Exercise brief |
Which of the lines in the data below contain the string "triple"? Copy each of them.

Extracted information |
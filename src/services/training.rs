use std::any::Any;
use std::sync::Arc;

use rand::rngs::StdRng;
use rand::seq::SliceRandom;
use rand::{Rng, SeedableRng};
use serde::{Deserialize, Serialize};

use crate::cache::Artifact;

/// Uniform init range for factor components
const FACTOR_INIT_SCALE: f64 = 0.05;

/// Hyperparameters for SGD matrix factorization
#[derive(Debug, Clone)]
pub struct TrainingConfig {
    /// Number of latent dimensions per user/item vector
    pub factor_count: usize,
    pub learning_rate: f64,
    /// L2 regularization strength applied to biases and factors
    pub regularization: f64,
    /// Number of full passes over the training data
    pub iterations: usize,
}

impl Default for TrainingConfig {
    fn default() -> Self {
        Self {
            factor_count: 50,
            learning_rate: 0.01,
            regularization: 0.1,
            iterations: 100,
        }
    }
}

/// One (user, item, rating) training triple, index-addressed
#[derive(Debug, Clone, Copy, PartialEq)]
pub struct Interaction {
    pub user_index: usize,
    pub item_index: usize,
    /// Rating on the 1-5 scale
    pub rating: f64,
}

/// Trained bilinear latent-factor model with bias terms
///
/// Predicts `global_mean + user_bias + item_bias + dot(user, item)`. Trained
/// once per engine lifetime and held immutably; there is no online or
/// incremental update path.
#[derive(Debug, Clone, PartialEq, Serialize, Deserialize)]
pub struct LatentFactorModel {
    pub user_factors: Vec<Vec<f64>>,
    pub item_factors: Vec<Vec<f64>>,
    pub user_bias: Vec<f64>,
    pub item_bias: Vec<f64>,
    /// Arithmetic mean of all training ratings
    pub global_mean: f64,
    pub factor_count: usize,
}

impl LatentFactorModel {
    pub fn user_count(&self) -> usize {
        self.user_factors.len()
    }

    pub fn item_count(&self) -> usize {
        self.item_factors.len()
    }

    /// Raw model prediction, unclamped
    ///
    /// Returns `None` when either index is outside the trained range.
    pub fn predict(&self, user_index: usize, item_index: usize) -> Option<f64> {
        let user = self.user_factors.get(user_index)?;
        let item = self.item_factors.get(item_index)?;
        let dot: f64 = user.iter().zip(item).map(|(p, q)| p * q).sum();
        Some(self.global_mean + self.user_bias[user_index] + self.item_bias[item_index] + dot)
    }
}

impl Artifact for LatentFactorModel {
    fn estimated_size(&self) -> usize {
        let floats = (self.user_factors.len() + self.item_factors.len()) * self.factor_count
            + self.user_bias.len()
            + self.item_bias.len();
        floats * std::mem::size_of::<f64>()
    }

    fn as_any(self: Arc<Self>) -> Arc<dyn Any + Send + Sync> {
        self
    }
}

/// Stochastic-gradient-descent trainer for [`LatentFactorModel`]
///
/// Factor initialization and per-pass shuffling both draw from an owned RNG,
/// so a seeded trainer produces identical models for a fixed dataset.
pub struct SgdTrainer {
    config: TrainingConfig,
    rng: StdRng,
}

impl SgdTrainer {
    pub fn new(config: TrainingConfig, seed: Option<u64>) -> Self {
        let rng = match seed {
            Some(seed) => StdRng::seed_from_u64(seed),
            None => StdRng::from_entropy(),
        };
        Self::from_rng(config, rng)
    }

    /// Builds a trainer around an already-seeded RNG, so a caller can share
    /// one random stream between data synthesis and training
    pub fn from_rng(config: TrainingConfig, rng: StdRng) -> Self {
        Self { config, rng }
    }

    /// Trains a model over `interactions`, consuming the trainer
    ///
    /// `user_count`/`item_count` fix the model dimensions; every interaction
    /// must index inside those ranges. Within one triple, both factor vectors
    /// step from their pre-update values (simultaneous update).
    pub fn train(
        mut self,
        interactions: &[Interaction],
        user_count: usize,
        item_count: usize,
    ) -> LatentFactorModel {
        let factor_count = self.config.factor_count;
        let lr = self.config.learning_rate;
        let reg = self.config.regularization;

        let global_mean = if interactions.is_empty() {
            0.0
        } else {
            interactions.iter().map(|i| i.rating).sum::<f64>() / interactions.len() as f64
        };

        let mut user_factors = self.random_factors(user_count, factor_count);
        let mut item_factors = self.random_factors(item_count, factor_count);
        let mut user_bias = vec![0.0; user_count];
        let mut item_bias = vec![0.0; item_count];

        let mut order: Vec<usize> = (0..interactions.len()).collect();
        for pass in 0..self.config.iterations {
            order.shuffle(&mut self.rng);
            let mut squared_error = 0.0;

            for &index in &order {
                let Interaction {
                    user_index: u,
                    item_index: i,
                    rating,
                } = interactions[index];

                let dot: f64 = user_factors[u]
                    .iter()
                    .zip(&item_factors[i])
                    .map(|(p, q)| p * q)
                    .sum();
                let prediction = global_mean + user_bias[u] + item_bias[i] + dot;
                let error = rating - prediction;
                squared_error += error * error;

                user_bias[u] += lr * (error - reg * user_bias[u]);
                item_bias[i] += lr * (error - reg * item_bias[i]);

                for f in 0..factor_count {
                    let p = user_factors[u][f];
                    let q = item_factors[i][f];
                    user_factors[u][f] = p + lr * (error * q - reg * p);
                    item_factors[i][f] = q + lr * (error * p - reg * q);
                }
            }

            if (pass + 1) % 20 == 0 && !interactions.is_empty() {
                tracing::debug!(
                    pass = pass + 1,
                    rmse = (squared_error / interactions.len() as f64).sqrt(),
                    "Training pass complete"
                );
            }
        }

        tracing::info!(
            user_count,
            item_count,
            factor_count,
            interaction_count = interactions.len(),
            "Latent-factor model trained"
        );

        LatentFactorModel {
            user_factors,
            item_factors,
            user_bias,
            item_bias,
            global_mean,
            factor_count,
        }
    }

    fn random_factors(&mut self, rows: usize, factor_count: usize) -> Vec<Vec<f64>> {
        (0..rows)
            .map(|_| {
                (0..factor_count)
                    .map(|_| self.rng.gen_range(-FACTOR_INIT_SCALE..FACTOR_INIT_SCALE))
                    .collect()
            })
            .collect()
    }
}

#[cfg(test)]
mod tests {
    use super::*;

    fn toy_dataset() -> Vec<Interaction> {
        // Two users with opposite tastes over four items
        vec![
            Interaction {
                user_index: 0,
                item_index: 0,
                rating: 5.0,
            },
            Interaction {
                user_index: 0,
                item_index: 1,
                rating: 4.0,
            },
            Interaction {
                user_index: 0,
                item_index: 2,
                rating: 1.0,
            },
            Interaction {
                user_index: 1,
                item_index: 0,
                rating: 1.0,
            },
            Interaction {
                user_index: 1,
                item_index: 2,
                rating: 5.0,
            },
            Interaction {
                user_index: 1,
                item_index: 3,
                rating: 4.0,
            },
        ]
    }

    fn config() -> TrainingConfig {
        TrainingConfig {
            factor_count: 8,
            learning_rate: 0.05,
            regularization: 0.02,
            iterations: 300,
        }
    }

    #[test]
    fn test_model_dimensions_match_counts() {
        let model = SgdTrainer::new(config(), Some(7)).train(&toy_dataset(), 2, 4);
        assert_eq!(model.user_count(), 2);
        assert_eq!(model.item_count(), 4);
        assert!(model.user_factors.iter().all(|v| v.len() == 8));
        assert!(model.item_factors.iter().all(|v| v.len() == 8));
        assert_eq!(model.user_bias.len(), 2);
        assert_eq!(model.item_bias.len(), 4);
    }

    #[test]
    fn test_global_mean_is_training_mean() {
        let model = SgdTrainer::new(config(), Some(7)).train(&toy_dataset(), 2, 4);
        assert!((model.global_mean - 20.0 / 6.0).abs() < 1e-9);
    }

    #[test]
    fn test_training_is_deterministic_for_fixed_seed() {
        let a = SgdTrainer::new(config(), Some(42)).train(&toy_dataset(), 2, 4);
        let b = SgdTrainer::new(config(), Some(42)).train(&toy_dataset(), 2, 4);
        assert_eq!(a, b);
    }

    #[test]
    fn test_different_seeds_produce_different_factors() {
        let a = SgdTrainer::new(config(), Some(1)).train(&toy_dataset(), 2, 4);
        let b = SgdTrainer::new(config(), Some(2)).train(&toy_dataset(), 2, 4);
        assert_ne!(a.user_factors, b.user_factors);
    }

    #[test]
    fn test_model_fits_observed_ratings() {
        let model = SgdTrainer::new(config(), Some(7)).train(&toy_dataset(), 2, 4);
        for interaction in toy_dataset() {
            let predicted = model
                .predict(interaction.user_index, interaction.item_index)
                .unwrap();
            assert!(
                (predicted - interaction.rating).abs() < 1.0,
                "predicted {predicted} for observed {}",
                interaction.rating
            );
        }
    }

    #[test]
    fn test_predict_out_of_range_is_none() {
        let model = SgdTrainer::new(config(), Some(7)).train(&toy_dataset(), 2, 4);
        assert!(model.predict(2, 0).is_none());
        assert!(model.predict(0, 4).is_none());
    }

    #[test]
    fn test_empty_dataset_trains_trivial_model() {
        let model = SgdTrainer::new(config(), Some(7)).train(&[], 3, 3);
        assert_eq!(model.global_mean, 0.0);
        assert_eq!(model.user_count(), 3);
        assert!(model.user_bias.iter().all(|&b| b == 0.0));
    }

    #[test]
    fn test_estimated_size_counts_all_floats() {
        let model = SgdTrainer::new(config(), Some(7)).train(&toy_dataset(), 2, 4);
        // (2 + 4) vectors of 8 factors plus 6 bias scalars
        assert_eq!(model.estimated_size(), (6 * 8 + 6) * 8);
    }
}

Solution for this problem |
/// One (user, item, rating) training triple, index-addressed
    /// must index inside those ranges. Within one triple, both factor vectors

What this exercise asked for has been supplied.